前回までは学問を「科学」、「工学」、「哲学」、「論理」の4つに分類して、それぞれがどのような学問かということと、そこで取られる思考方法について説明した。


これらの思考方法というのは一朝一夕で身につくものじゃない。教育機関としての大学の差別化のポイントの1つは、こういう思考方法を身につけるための訓練の場を提供するということじゃないかなと思う。


最近はCourseraUdacityなどオンラインで受講できる講義が増えてきた。僕もUdacityを受けているけど、下手な大学の授業よりも説明がわかりやすいし、高い学費も払う必要がない。それこそインターネットさえ繋がっていれば、こういう一流の講義が受けられてしまうわけだから、これからもこういうネットで勉強する人はどんどん増えていくんじゃないかなと思う。

また、社会に出てすぐに役に立つ実践的なスキルが欲しいということで、専門学校生との二足のわらじを履いてる学生も多い。


だけど、本当に学問を「身に付ける」ためには、受動的に授業を受けているだけでは難しい。能動的にこういう思考方法を使っていかないと、なかなか身につくものじゃない。こういう学問的な考え方を身につける一つの方法として、研究という自分で考えて自分で実践するという場、つまり大学の研究室やゼミといった組織があるんじゃないかと思う。これは研究機関を持つ大学だからこそ提供できる、他の教育機関と差別化できるポイントだ。


これは、自分が修士の頃に自分の研究や発表についてダメ出しされて揉まれたことが、実際社会に出て色々な場で役に立ったという実感からも強く感じている。

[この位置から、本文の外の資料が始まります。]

use crate::camera::{CameraProvider, FrameSource};
use crate::common::config::CameraConfig;
use crate::common::{ProctorError, Result};
use image::{DynamicImage, ImageBuffer, ImageFormat, Luma, Rgb, RgbImage};
use std::fs;
use std::time::Duration;
use v4l::buffer::Type;
use v4l::io::mmap::Stream;
use v4l::io::traits::CaptureStream;
use v4l::video::Capture;
use v4l::{Device, FourCC};

#[derive(Debug, Clone)]
pub struct CameraInfo {
    pub index: u32,
    pub name: String,
    pub formats: Vec<String>,
    pub can_capture: bool,
}

/// Every `/dev/videoN` that answers a capability query, sorted by index.
pub fn list_cameras() -> Result<Vec<CameraInfo>> {
    let mut cameras = Vec::new();

    for entry in fs::read_dir("/dev")? {
        let entry = entry?;
        let name = entry.file_name();
        let index = match name
            .to_str()
            .and_then(|n| n.strip_prefix("video"))
            .and_then(|n| n.parse::<u32>().ok())
        {
            Some(index) => index,
            None => continue,
        };

        let device = match Device::new(index as usize) {
            Ok(device) => device,
            Err(_) => continue,
        };
        let caps = match device.query_caps() {
            Ok(caps) => caps,
            Err(_) => continue,
        };

        let formats = device
            .enum_formats()
            .unwrap_or_default()
            .iter()
            .map(|f| f.fourcc.str().unwrap_or("UNKNOWN").to_string())
            .collect();

        cameras.push(CameraInfo {
            index,
            name: caps.card.clone(),
            formats,
            can_capture: caps.capabilities.contains(v4l::capability::Flags::VIDEO_CAPTURE),
        });
    }

    cameras.sort_by_key(|c| c.index);
    Ok(cameras)
}

pub struct V4l2CameraProvider {
    config: CameraConfig,
}

impl V4l2CameraProvider {
    pub fn new(config: &CameraConfig) -> Self {
        Self { config: config.clone() }
    }
}

impl CameraProvider for V4l2CameraProvider {
    fn open(&self, index: u32) -> Result<Box<dyn FrameSource>> {
        Ok(Box::new(V4l2Camera::open(index, &self.config)?))
    }
}

pub struct V4l2Camera {
    index: u32,
    // Field order matters: the stream must be torn down before the device.
    stream: Stream<'static>,
    _device: Device,
    format: v4l::Format,
}

impl V4l2Camera {
    pub fn open(index: u32, config: &CameraConfig) -> Result<Self> {
        let device = Device::new(index as usize)
            .map_err(|e| ProctorError::Camera(format!("Failed to open camera {}: {}", index, e)))?;

        let caps = device
            .query_caps()
            .map_err(|e| ProctorError::Camera(format!("Failed to query capabilities: {}", e)))?;
        if !caps.capabilities.contains(v4l::capability::Flags::VIDEO_CAPTURE) {
            return Err(ProctorError::Camera(format!("/dev/video{} is not a capture device", index)));
        }

        let mut fmt = device
            .format()
            .map_err(|e| ProctorError::Camera(format!("Failed to get format: {}", e)))?;
        fmt.width = config.width;
        fmt.height = config.height;
        if &fmt.fourcc.repr != b"GREY" {
            fmt.fourcc = FourCC::new(b"MJPG");
        }
        if let Err(e) = device.set_format(&fmt) {
            tracing::warn!("Could not set {}x{} on camera {}: {}", config.width, config.height, index, e);
        }

        let format = device
            .format()
            .map_err(|e| ProctorError::Camera(format!("Failed to get final format: {}", e)))?;
        tracing::debug!(
            "Camera {} ({}) format {}x{} {}",
            index,
            caps.card,
            format.width,
            format.height,
            format.fourcc.str().unwrap_or("UNKNOWN")
        );

        let mut stream = Stream::with_buffers(&device, Type::VideoCapture, 4)
            .map_err(|e| ProctorError::Camera(format!("Failed to create stream: {}", e)))?;

        for i in 0..config.warmup_frames {
            stream
                .next()
                .map_err(|e| ProctorError::Camera(format!("Failed to capture warmup frame {}: {}", i, e)))?;
            std::thread::sleep(Duration::from_millis(config.warmup_delay_ms));
        }

        Ok(Self { index, stream, _device: device, format })
    }
}

impl FrameSource for V4l2Camera {
    fn read_frame(&mut self) -> Result<DynamicImage> {
        let (buf, _meta) = self
            .stream
            .next()
            .map_err(|e| ProctorError::Camera(format!("Failed to capture: {}", e)))?;

        decode_frame(&self.format.fourcc.repr, buf, self.format.width, self.format.height)
    }

    fn device_index(&self) -> u32 {
        self.index
    }
}

impl Drop for V4l2Camera {
    fn drop(&mut self) {
        tracing::debug!("Releasing camera /dev/video{}", self.index);
    }
}

fn decode_frame(fourcc: &[u8; 4], data: &[u8], width: u32, height: u32) -> Result<DynamicImage> {
    match fourcc {
        b"GREY" => {
            let pixels = data
                .get(..(width * height) as usize)
                .ok_or_else(|| ProctorError::Camera("Short GREY frame".into()))?;
            ImageBuffer::<Luma<u8>, _>::from_raw(width, height, pixels.to_vec())
                .map(DynamicImage::ImageLuma8)
                .ok_or_else(|| ProctorError::Camera("Failed to create grayscale image buffer".into()))
        }
        b"MJPG" => Ok(image::load_from_memory_with_format(data, ImageFormat::Jpeg)?),
        b"YUYV" => yuyv_to_rgb(data, width, height).map(DynamicImage::ImageRgb8),
        other => Err(ProctorError::Camera(format!(
            "Unsupported pixel format {}",
            String::from_utf8_lossy(other)
        ))),
    }
}

fn yuyv_to_rgb(data: &[u8], width: u32, height: u32) -> Result<RgbImage> {
    let expected = (width * height * 2) as usize;
    if data.len() < expected {
        return Err(ProctorError::Camera(format!("Short YUYV frame: {} < {}", data.len(), expected)));
    }

    let mut image = RgbImage::new(width, height);
    for (i, chunk) in data[..expected].chunks_exact(4).enumerate() {
        let (y0, u, y1, v) = (chunk[0] as f32, chunk[1] as f32 - 128.0, chunk[2] as f32, chunk[3] as f32 - 128.0);
        let pixel = (i * 2) as u32;
        for (offset, y) in [(0, y0), (1, y1)] {
            let p = pixel + offset;
            image.put_pixel(p % width, p / width, Rgb([
                (y + 1.402 * v).clamp(0.0, 255.0) as u8,
                (y - 0.344 * u - 0.714 * v).clamp(0.0, 255.0) as u8,
                (y + 1.772 * u).clamp(0.0, 255.0) as u8,
            ]));
        }
    }

    Ok(image)
}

もちろん、こういう思考方法は会社に出てから実践を通して身につけることはできるし、実際大学で真面目に勉強しなった人や大学を出ていない人でもこういう考え方を身につけている人は多い。ただ、こういう人達はたまたま自分でそういうことを考え方をする素養があったり、良い上司に恵まれたり、といった事情があったろうと思う。一方で、大学ではこういう考え方を意識して身につけざるを得ない。

まとめ

  • 大学が他の専門学校やオンライン大学などと差別化するポイントの1つは、ゼミや研究室などを通して汎用的に役立つ思考方法を身につけさせることではないか。